Infrastructure open thread
May 21, 2008 at 11:10 am #2166
“it would probably be best to stay away from the incredibly dangerous biofuels just because it actually takes more gas to make biodisiesel than it does to just use gasoline.”
- What is so incredibly dangerous about biofuels? Neither ethanol or biodiesel are persistant in the environment.

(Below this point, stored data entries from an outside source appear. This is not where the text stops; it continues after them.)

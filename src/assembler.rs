//! Joins data-frame payloads into logical messages.
//!
//! The assembler receives only data frames — control frames are collected
//! separately and never enter the message path. Continuation sequencing is
//! already enforced by the parser; the assembler's concerns are buffering
//! policy (which of the three delivery modes the connection is in),
//! incremental UTF-8 validation of text messages, and the inbound message
//! size cap.

use bytes::{Bytes, BytesMut};

use crate::frame::{FrameHeader, OpCode};
use crate::options::DeliveryMode;
use crate::utf8::Utf8Validator;
use crate::{Result, WebSocketError};

/// Outcome of a frame's final byte.
#[derive(Default)]
pub(crate) struct FrameFinish {
    /// Frame mode: the buffered payload of the finished frame.
    pub frame_payload: Option<Bytes>,
    /// Message mode: the complete message, present when this frame carried
    /// FIN.
    pub message: Option<Bytes>,
    /// Whether this frame ended the message.
    pub message_end: bool,
    /// Whether the finished message was binary.
    pub binary: bool,
}

/// Per-connection message assembly state.
pub(crate) struct MessageAssembler {
    mode: DeliveryMode,
    max_message_size: Option<usize>,
    utf8: Utf8Validator,
    /// Message-mode accumulation across fragments.
    message: BytesMut,
    /// Frame-mode accumulation for the current frame.
    frame: BytesMut,
    in_message: bool,
    binary: bool,
    received: usize,
}

impl MessageAssembler {
    pub fn new(mode: DeliveryMode, max_message_size: Option<usize>) -> Self {
        Self {
            mode,
            max_message_size,
            utf8: Utf8Validator::new(),
            message: BytesMut::new(),
            frame: BytesMut::new(),
            in_message: false,
            binary: false,
            received: 0,
        }
    }

    /// A data frame header arrived. Returns whether it opens a new
    /// message.
    pub fn begin_frame(&mut self, header: &FrameHeader) -> bool {
        debug_assert!(!header.opcode.is_control());

        let message_begin = !self.in_message;
        if message_begin {
            self.in_message = true;
            self.binary = header.opcode == OpCode::Binary;
            self.utf8.reset();
            self.received = 0;
            self.message.clear();
        }
        self.frame.clear();
        message_begin
    }

    /// A chunk of data-frame payload arrived.
    ///
    /// Text is validated incrementally, so a bad byte fails here, mid
    /// message, not at FIN. In stream mode the chunk is handed back for
    /// zero-copy delivery; otherwise it is buffered.
    pub fn frame_data(&mut self, chunk: Bytes) -> Result<Option<Bytes>> {
        self.received += chunk.len();
        if let Some(max) = self.max_message_size {
            if self.received > max {
                return Err(WebSocketError::MessageTooBig);
            }
        }

        if !self.binary {
            self.utf8.feed(&chunk)?;
        }

        match self.mode {
            DeliveryMode::Message => {
                self.message.extend_from_slice(&chunk);
                Ok(None)
            }
            DeliveryMode::Frame => {
                self.frame.extend_from_slice(&chunk);
                Ok(None)
            }
            DeliveryMode::Stream => Ok(Some(chunk)),
        }
    }

    /// The current data frame is complete.
    pub fn end_frame(&mut self, fin: bool) -> Result<FrameFinish> {
        let mut finish = FrameFinish {
            binary: self.binary,
            ..FrameFinish::default()
        };

        if let DeliveryMode::Frame = self.mode {
            finish.frame_payload = Some(self.frame.split().freeze());
        }

        if fin {
            // The message must end on a code point boundary.
            if !self.binary {
                self.utf8.finish()?;
            }
            self.in_message = false;
            finish.message_end = true;
            if let DeliveryMode::Message = self.mode {
                finish.message = Some(self.message.split().freeze());
            }
        }

        Ok(finish)
    }

    /// Whether a fragmented message is currently open.
    pub fn in_message(&self) -> bool {
        self.in_message
    }
}
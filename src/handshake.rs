//! The opening HTTP/1.1 upgrade handshake, client side.
//!
//! The request is assembled as raw bytes and handed to the transport as
//! soon as it connects; the response head is accumulated until the blank
//! line and validated per RFC 6455 §4.2.2: status 101, `Upgrade:
//! websocket`, a `Connection` header containing the `upgrade` token, a
//! `Sec-WebSocket-Accept` matching our key, and — when subprotocols were
//! offered — a `Sec-WebSocket-Protocol` naming one of the offers.

use bytes::{Buf, BytesMut};
use sha1::{Digest, Sha1};

use crate::{Result, WebSocketError};

/// The GUID every WebSocket server appends to the client key before
/// hashing, RFC 6455 §1.3.
const ACCEPT_GUID: &str = "258EAFA5-E914-47DA-95CA-C5AB0DC85B11";

/// Upper bound on the response head we are willing to buffer.
const MAX_RESPONSE_HEAD: usize = 16 * 1024;

/// Generates a fresh `Sec-WebSocket-Key`: base64 of 16 random bytes.
pub(crate) fn generate_key() -> String {
    use base64::prelude::*;
    let input: [u8; 16] = rand::random();
    BASE64_STANDARD.encode(input)
}

/// Computes the `Sec-WebSocket-Accept` value for a client key:
/// `base64(SHA1(key + GUID))`.
pub fn accept_key(key: &str) -> String {
    use base64::prelude::*;
    let mut digest = Sha1::new();
    digest.update(key.as_bytes());
    digest.update(ACCEPT_GUID.as_bytes());
    BASE64_STANDARD.encode(digest.finalize())
}

/// What the server agreed to during the upgrade.
#[derive(Debug, Default)]
pub(crate) struct Negotiation {
    /// The subprotocol the server selected, when any were offered.
    pub subprotocol: Option<String>,
}

/// Client-side handshake state: the key we sent and what we offered.
pub(crate) struct ClientHandshake {
    key: String,
}

impl ClientHandshake {
    pub fn new() -> Self {
        Self {
            key: generate_key(),
        }
    }

    #[cfg(test)]
    pub fn with_key(key: impl Into<String>) -> Self {
        Self { key: key.into() }
    }

    /// Assembles the upgrade request.
    pub fn request(
        &self,
        host: &str,
        path: &str,
        origin: Option<&str>,
        subprotocols: &[String],
        extra_headers: &[(String, String)],
    ) -> String {
        use std::fmt::Write;

        let mut req = String::with_capacity(256);
        let _ = write!(req, "GET {path} HTTP/1.1\r\n");
        let _ = write!(req, "Host: {host}\r\n");
        req.push_str("Upgrade: websocket\r\n");
        req.push_str("Connection: Upgrade\r\n");
        let _ = write!(req, "Sec-WebSocket-Key: {}\r\n", self.key);
        req.push_str("Sec-WebSocket-Version: 13\r\n");

        if let Some(origin) = origin {
            let _ = write!(req, "Origin: {origin}\r\n");
        }
        if !subprotocols.is_empty() {
            let _ = write!(req, "Sec-WebSocket-Protocol: {}\r\n", subprotocols.join(", "));
        }
        for (name, value) in extra_headers {
            let _ = write!(req, "{name}: {value}\r\n");
        }

        req.push_str("\r\n");
        req
    }

    /// Consumes the response head from `buf` once it is complete.
    ///
    /// Returns `Ok(None)` until the terminating blank line has arrived.
    /// On success the head (including the blank line) is drained from
    /// `buf`; any bytes after it — the first frames of the session — are
    /// left in place for the frame parser.
    pub fn poll_response(
        &self,
        buf: &mut BytesMut,
        offered: &[String],
    ) -> Result<Option<Negotiation>> {
        let end = match find_head_end(buf) {
            Some(end) => end,
            None => {
                if buf.len() > MAX_RESPONSE_HEAD {
                    return Err(WebSocketError::HeadersTooLarge);
                }
                return Ok(None);
            }
        };

        let head =
            std::str::from_utf8(&buf[..end]).map_err(|_| WebSocketError::MalformedResponse)?;
        tracing::debug!(bytes = end, "handshake response head complete");
        let negotiation = self.validate(head, offered)?;
        buf.advance(end);
        Ok(Some(negotiation))
    }

    fn validate(&self, head: &str, offered: &[String]) -> Result<Negotiation> {
        let mut lines = head.split("\r\n");
        let status_line = lines.next().ok_or(WebSocketError::MalformedResponse)?;

        let mut parts = status_line.splitn(3, ' ');
        let version = parts.next().unwrap_or("");
        if version != "HTTP/1.1" && version != "HTTP/1.0" {
            return Err(WebSocketError::MalformedResponse);
        }
        let status: u16 = parts
            .next()
            .and_then(|s| s.parse().ok())
            .ok_or(WebSocketError::MalformedResponse)?;
        if status != 101 {
            return Err(WebSocketError::InvalidStatusCode(status));
        }

        let mut upgrade_ok = false;
        let mut connection_ok = false;
        let mut accept: Option<&str> = None;
        let mut protocol: Option<&str> = None;

        for line in lines {
            if line.is_empty() {
                continue;
            }
            let (name, value) = line
                .split_once(':')
                .ok_or(WebSocketError::MalformedResponse)?;
            let name = name.trim();
            let value = value.trim();

            if name.eq_ignore_ascii_case("upgrade") {
                upgrade_ok = value.eq_ignore_ascii_case("websocket");
            } else if name.eq_ignore_ascii_case("connection") {
                connection_ok = value
                    .split(',')
                    .any(|token| token.trim().eq_ignore_ascii_case("upgrade"));
            } else if name.eq_ignore_ascii_case("sec-websocket-accept") {
                accept = Some(value);
            } else if name.eq_ignore_ascii_case("sec-websocket-protocol") {
                protocol = Some(value);
            }
        }

        if !upgrade_ok {
            return Err(WebSocketError::InvalidUpgradeHeader);
        }
        if !connection_ok {
            return Err(WebSocketError::InvalidConnectionHeader);
        }
        if accept != Some(accept_key(&self.key).as_str()) {
            return Err(WebSocketError::InvalidAcceptKey);
        }

        let subprotocol = if offered.is_empty() {
            None
        } else {
            // The server must answer with exactly one of the offers.
            let selected = protocol.ok_or(WebSocketError::InvalidSubprotocol)?;
            if !offered.iter().any(|p| p == selected) {
                return Err(WebSocketError::InvalidSubprotocol);
            }
            Some(selected.to_owned())
        };

        Ok(Negotiation { subprotocol })
    }
}

/// Position just past the `\r\n\r\n` terminating the head, if present.
fn find_head_end(buf: &[u8]) -> Option<usize> {
    buf.windows(4)
        .position(|w| w == b"\r\n\r\n")
        .map(|pos| pos + 4)
}
//! Token-bucket throttling for transport reads and writes.

use std::time::{Duration, Instant};

/// A byte-granularity token bucket.
///
/// The bucket starts full at `burst` and refills at `rate` tokens per
/// second, capped at `burst`. Callers ask how many bytes they may move
/// right now and report what they actually moved; when the answer is zero
/// they schedule a throttle timer with [`delay_for`](Self::delay_for)
/// instead of spinning.
pub(crate) struct TokenBucket {
    rate: u64,
    burst: u64,
    tokens: u64,
    last: Option<Instant>,
}

impl TokenBucket {
    pub fn new(rate: u64, burst: u64) -> Self {
        let burst = burst.max(1);
        Self {
            rate: rate.max(1),
            burst,
            tokens: burst,
            last: None,
        }
    }

    fn refill(&mut self, now: Instant) {
        let last = match self.last {
            Some(last) => last,
            None => {
                self.last = Some(now);
                return;
            }
        };

        let elapsed = now.saturating_duration_since(last);
        let add = (elapsed.as_micros() * self.rate as u128 / 1_000_000) as u64;
        // Leave `last` untouched for sub-token intervals so fractions of a
        // token are not repeatedly discarded.
        if add > 0 {
            self.tokens = (self.tokens.saturating_add(add)).min(self.burst);
            self.last = Some(now);
        }
    }

    /// Tokens currently available.
    pub fn available(&mut self, now: Instant) -> u64 {
        self.refill(now);
        self.tokens
    }

    /// Record `n` tokens as spent.
    pub fn consume(&mut self, n: u64) {
        self.tokens = self.tokens.saturating_sub(n);
    }

    /// How long until at least one token is available again.
    pub fn delay_for(&mut self, now: Instant) -> Duration {
        self.refill(now);
        if self.tokens > 0 {
            return Duration::ZERO;
        }
        Duration::from_micros(1_000_000u64.div_ceil(self.rate))
    }
}
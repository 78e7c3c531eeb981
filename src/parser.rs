//! The inbound frame parser: a byte-driven state machine over the read
//! buffer.
//!
//! The parser walks `FirstByte → SecondByte → [ExtendedLen16 |
//! ExtendedLen64] → [MaskingKey] → Payload → FrameEnd` and emits three
//! kinds of events: a decoded header, payload chunks bounded by whatever
//! the transport buffer holds, and a frame-end marker. Payload is never
//! accumulated here; buffering policy belongs to the assembler.
//!
//! Protocol violations are detected as early as the offending byte:
//! nonzero RSV bits, reserved opcodes, masked server frames, fragmented or
//! oversized control frames, a 64-bit length with the high bit set, and
//! broken continuation sequences.

use bytes::{Buf, Bytes, BytesMut};

use crate::frame::{FrameHeader, OpCode};
use crate::mask::apply_mask_offset;
use crate::{Result, WebSocketError};

/// Where the parser currently is inside a frame.
///
/// [`ParseState::as_str`] gives a stable human-readable name for
/// diagnostics and log lines.
#[derive(Debug, Clone, Copy, PartialEq, Eq)]
pub enum ParseState {
    /// Expecting FIN, RSV1-3 and the opcode.
    FirstByte,
    /// Expecting the MASK bit and the 7-bit length.
    SecondByte,
    /// Expecting a 16-bit big-endian extended length.
    ExtendedLen16,
    /// Expecting a 64-bit big-endian extended length.
    ExtendedLen64,
    /// Expecting a 4-byte masking key.
    MaskingKey,
    /// Consuming payload bytes.
    Payload,
    /// The frame is fully consumed; the end marker is pending.
    FrameEnd,
}

impl ParseState {
    /// A stable name for the state, for diagnostics.
    pub fn as_str(&self) -> &'static str {
        match self {
            ParseState::FirstByte => "first byte",
            ParseState::SecondByte => "second byte",
            ParseState::ExtendedLen16 => "extended length (16-bit)",
            ParseState::ExtendedLen64 => "extended length (64-bit)",
            ParseState::MaskingKey => "masking key",
            ParseState::Payload => "payload",
            ParseState::FrameEnd => "frame end",
        }
    }
}

impl std::fmt::Display for ParseState {
    fn fmt(&self, f: &mut std::fmt::Formatter<'_>) -> std::fmt::Result {
        f.write_str(self.as_str())
    }
}

/// A parsing step's output.
#[derive(Debug, PartialEq, Eq)]
pub(crate) enum FrameEvent {
    /// A complete header was read; payload (if any) follows.
    Header(FrameHeader),
    /// A chunk of payload, already unmasked, sized by buffer availability.
    Data(Bytes),
    /// The current frame is complete.
    End,
}

/// Byte-driven frame parser.
pub(crate) struct FrameParser {
    state: ParseState,
    /// Reject the MASK bit outright. Clients must: server frames are never
    /// masked.
    reject_masked: bool,
    /// Inbound per-frame payload cap; frames over it fail with 1009.
    max_frame_size: Option<u64>,

    // Fields of the header being assembled.
    fin: bool,
    opcode: OpCode,
    masked: bool,
    mask: Option<[u8; 4]>,
    payload_len: u64,

    /// Payload bytes of the current frame still to come.
    remaining: u64,
    /// Whether a fragmented data message is open (between a non-FIN data
    /// frame and its final continuation).
    fragmented: bool,
}

impl FrameParser {
    /// A parser for the client side: masked frames from the peer are a
    /// protocol error.
    pub fn client(max_frame_size: Option<u64>) -> Self {
        Self {
            state: ParseState::FirstByte,
            reject_masked: true,
            max_frame_size,
            fin: false,
            opcode: OpCode::Continuation,
            masked: false,
            mask: None,
            payload_len: 0,
            remaining: 0,
            fragmented: false,
        }
    }

    /// A parser that accepts masked frames and unmasks their payload.
    /// Exercised by tests that replay client-generated bytes.
    #[cfg(test)]
    pub fn permissive() -> Self {
        Self {
            reject_masked: false,
            ..Self::client(None)
        }
    }

    pub fn state(&self) -> ParseState {
        self.state
    }

    /// Advances the state machine over `buf`, consuming exactly the bytes
    /// it interprets.
    ///
    /// Returns `Ok(None)` when more bytes are needed; otherwise the next
    /// [`FrameEvent`]. Call repeatedly until `None` to drain a buffer.
    pub fn poll(&mut self, buf: &mut BytesMut) -> Result<Option<FrameEvent>> {
        loop {
            match self.state {
                ParseState::FirstByte => {
                    if buf.is_empty() {
                        return Ok(None);
                    }
                    let byte = buf.get_u8();

                    if byte & 0b0111_0000 != 0 {
                        return Err(WebSocketError::ReservedBitsNotZero);
                    }
                    self.fin = byte & 0x80 != 0;
                    self.opcode = OpCode::try_from(byte & 0x0F)?;
                    self.state = ParseState::SecondByte;
                }
                ParseState::SecondByte => {
                    if buf.is_empty() {
                        return Ok(None);
                    }
                    let byte = buf.get_u8();

                    self.masked = byte & 0x80 != 0;
                    if self.masked && self.reject_masked {
                        return Err(WebSocketError::MaskedServerFrame);
                    }

                    match byte & 0x7F {
                        126 => self.state = ParseState::ExtendedLen16,
                        127 => self.state = ParseState::ExtendedLen64,
                        n => {
                            self.payload_len = n as u64;
                            if let Some(event) = self.after_length()? {
                                return Ok(Some(event));
                            }
                        }
                    }
                }
                ParseState::ExtendedLen16 => {
                    if buf.len() < 2 {
                        return Ok(None);
                    }
                    self.payload_len = buf.get_u16() as u64;
                    if let Some(event) = self.after_length()? {
                        return Ok(Some(event));
                    }
                }
                ParseState::ExtendedLen64 => {
                    if buf.len() < 8 {
                        return Ok(None);
                    }
                    let len = buf.get_u64();
                    if len & (1 << 63) != 0 {
                        return Err(WebSocketError::InvalidPayloadLength);
                    }
                    self.payload_len = len;
                    if let Some(event) = self.after_length()? {
                        return Ok(Some(event));
                    }
                }
                ParseState::MaskingKey => {
                    if buf.len() < 4 {
                        return Ok(None);
                    }
                    let mut key = [0u8; 4];
                    key.copy_from_slice(&buf[..4]);
                    buf.advance(4);
                    self.mask = Some(key);
                    return Ok(Some(self.finish_header()?));
                }
                ParseState::Payload => {
                    if buf.is_empty() {
                        return Ok(None);
                    }
                    let take = (self.remaining).min(buf.len() as u64) as usize;
                    let mut chunk = buf.split_to(take);
                    if let Some(mask) = self.mask {
                        let offset = self.payload_len - self.remaining;
                        apply_mask_offset(&mut chunk, mask, offset);
                    }
                    self.remaining -= take as u64;
                    if self.remaining == 0 {
                        self.state = ParseState::FrameEnd;
                    }
                    return Ok(Some(FrameEvent::Data(chunk.freeze())));
                }
                ParseState::FrameEnd => {
                    self.state = ParseState::FirstByte;
                    return Ok(Some(FrameEvent::End));
                }
            }
        }
    }

    /// The payload length is known; route to the masking key or finish the
    /// header.
    fn after_length(&mut self) -> Result<Option<FrameEvent>> {
        if self.masked {
            self.state = ParseState::MaskingKey;
            Ok(None)
        } else {
            self.mask = None;
            Ok(Some(self.finish_header()?))
        }
    }

    /// Header complete: validate it and emit the header event.
    fn finish_header(&mut self) -> Result<FrameEvent> {
        if self.opcode.is_control() {
            if !self.fin {
                return Err(WebSocketError::ControlFrameFragmented);
            }
            if self.payload_len > 125 {
                return Err(WebSocketError::ControlFrameTooLarge);
            }
        } else {
            // Continuation sequencing: a data opcode opens a message, a
            // continuation requires one to be open.
            match self.opcode {
                OpCode::Text | OpCode::Binary => {
                    if self.fragmented {
                        return Err(WebSocketError::InvalidContinuationFrame);
                    }
                    self.fragmented = !self.fin;
                }
                OpCode::Continuation => {
                    if !self.fragmented {
                        return Err(WebSocketError::InvalidContinuationFrame);
                    }
                    if self.fin {
                        self.fragmented = false;
                    }
                }
                _ => unreachable!(),
            }

            if let Some(max) = self.max_frame_size {
                if self.payload_len > max {
                    return Err(WebSocketError::FrameTooLarge);
                }
            }
        }

        let header = FrameHeader {
            fin: self.fin,
            rsv1: false,
            rsv2: false,
            rsv3: false,
            opcode: self.opcode,
            mask: self.mask,
            payload_len: self.payload_len,
        };
        tracing::trace!(
            opcode = ?header.opcode,
            fin = header.fin,
            len = header.payload_len,
            "frame header",
        );

        self.remaining = self.payload_len;
        self.state = if self.remaining > 0 {
            ParseState::Payload
        } else {
            ParseState::FrameEnd
        };
        Ok(FrameEvent::Header(header))
    }
}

- “takes more gas”: this is not entirely accurate. It depends on how you are making the biofuels, what inputs you use, what stage in the lifecycle you use, etc. Ethanol from corn is one of the worst ideas. But ethanol from sugar cane is quite economical in Brazil. Ethanol from seaweed or algae is at least possible, and is an otherwise unused (by humans) resource. The same for biodiesel. Biodiesel could have postive externalities as well, because the copra industry (for one) in the Pacific is not nearly as profitable as is used to be, and this could provide revitalized industry to more than Seasteaders. Particularly if a large ship could be re-fitted for processing of various biomass inputs to make the biofuels while enroute to gather more inputs, stopping to trade off finished product, and running on the biofuel it makes. Most Pacific islands are net recipients of aid, some places entire “economy” is international or US aid.
- Diesel engines were originally conceived of and designed to run on peanut oil.
- Biodiesel can also be mixed with petro-diesel (#2) in any ratio. Of course, regular diesel from petroleum is more toxic and persistent. You can also run most diesel engines on diesel mixed with recycled oil (in proper ratios) or automatic transmission fluid, as long as the recycled products are filtered for particulate matter. As in the thread I quote, I have a friend who is a diesel mechanic for Ford, and he filters all the ATF that they get from doing service jobs and runs it on his diesel truck.
- Diffuse energy is useless to specific purposes. There is a reason why petro-fuel is the most widely used: it has always been the most economical, readily available, an concentrated portable source of energy. It is fairly safe, handling methods and tools are well-developed, and lots of applications exist designed to use it. All that being said, some things really do change when you move away from terrestrial resources. I cannot imagine running a diesel generator on the moon.
“Winds can theoretically supply 6 ZJ of energy per year”
May 21, 2008 at 3:45 pm #2180
- I don’t know who said it first, but it’s true: “The difference between theory and practice, is much greater in practice than in theory.”
i am not sure where the incredibly dangerous came from because i was watching a show about some type of military deal so it is entirely possible that i wrote incredibly dangerous on accident. But in any case, i think that it would be best to stay away from biofuels mainly becaue of personal preference but also because on a seastead there would be minimal room on a seastead to grow the biofuels and so it would limit the amount of food that could be grown and it could affect what all a seastead is able to have on its roof.
As for my comments about solar energy, vtoldude, they are just an expressionof facts and the calculations for the enrgy equivalents of TNT and atomic weaponary are my own calculations and so they might not be entirely accurate but they give a good estimate of the potential energy available from the sun. Also, i am not hinting at covering te earth in 100% efficient photovoltac cells for a number of reasons but if we can inrease the efficiency of those cells as much as possible it would very benificial to any type of community which was in an enviroment that is sunlit as much as possible. as for the 100% effeciency deal and the theoretically, i know that no chemical reaction is 100% effecient and that theoretical yield is ALWAYS greater than the actual yield.May 21, 2008 at 4:46 pm #2186
May 3, 2009 at 8:16 pm #5822
- I figured you weren´t. Couldn´t help myself writing that, sorry.
- Solar cells are great, and I´m sure most seasteads will have some, if only as an emergency energy supply. The same goes for wind, although I´m not too fond of those big propellers. But there are big problem with both these energy production methods. They are unreliable, and they are expensive. Thus I believe most seasteads will rely on some sort of baseline power that doesn´t depend on the time of day or whether the wind blows to produce power.
- If you are willing to pay more for your power and not be able to depend on it, perhaps for political or philosophical reasons, then by all means go ahead. For me that´s too big a sacrifice though.
Maybe with serial production, they get cheaper and better. If they prove to be successful, maybe competing products and services emerge (you can rent these things, of course, no need to buy). We may have affordable (for a group of seasteads) nuclear power at sea within a decade or two.
P.S. I checked some Russian sources. The guardian mistranslated “servicing” for “re-fueling”. It is the re-fueling that needs to be done every 12-14 years, of course.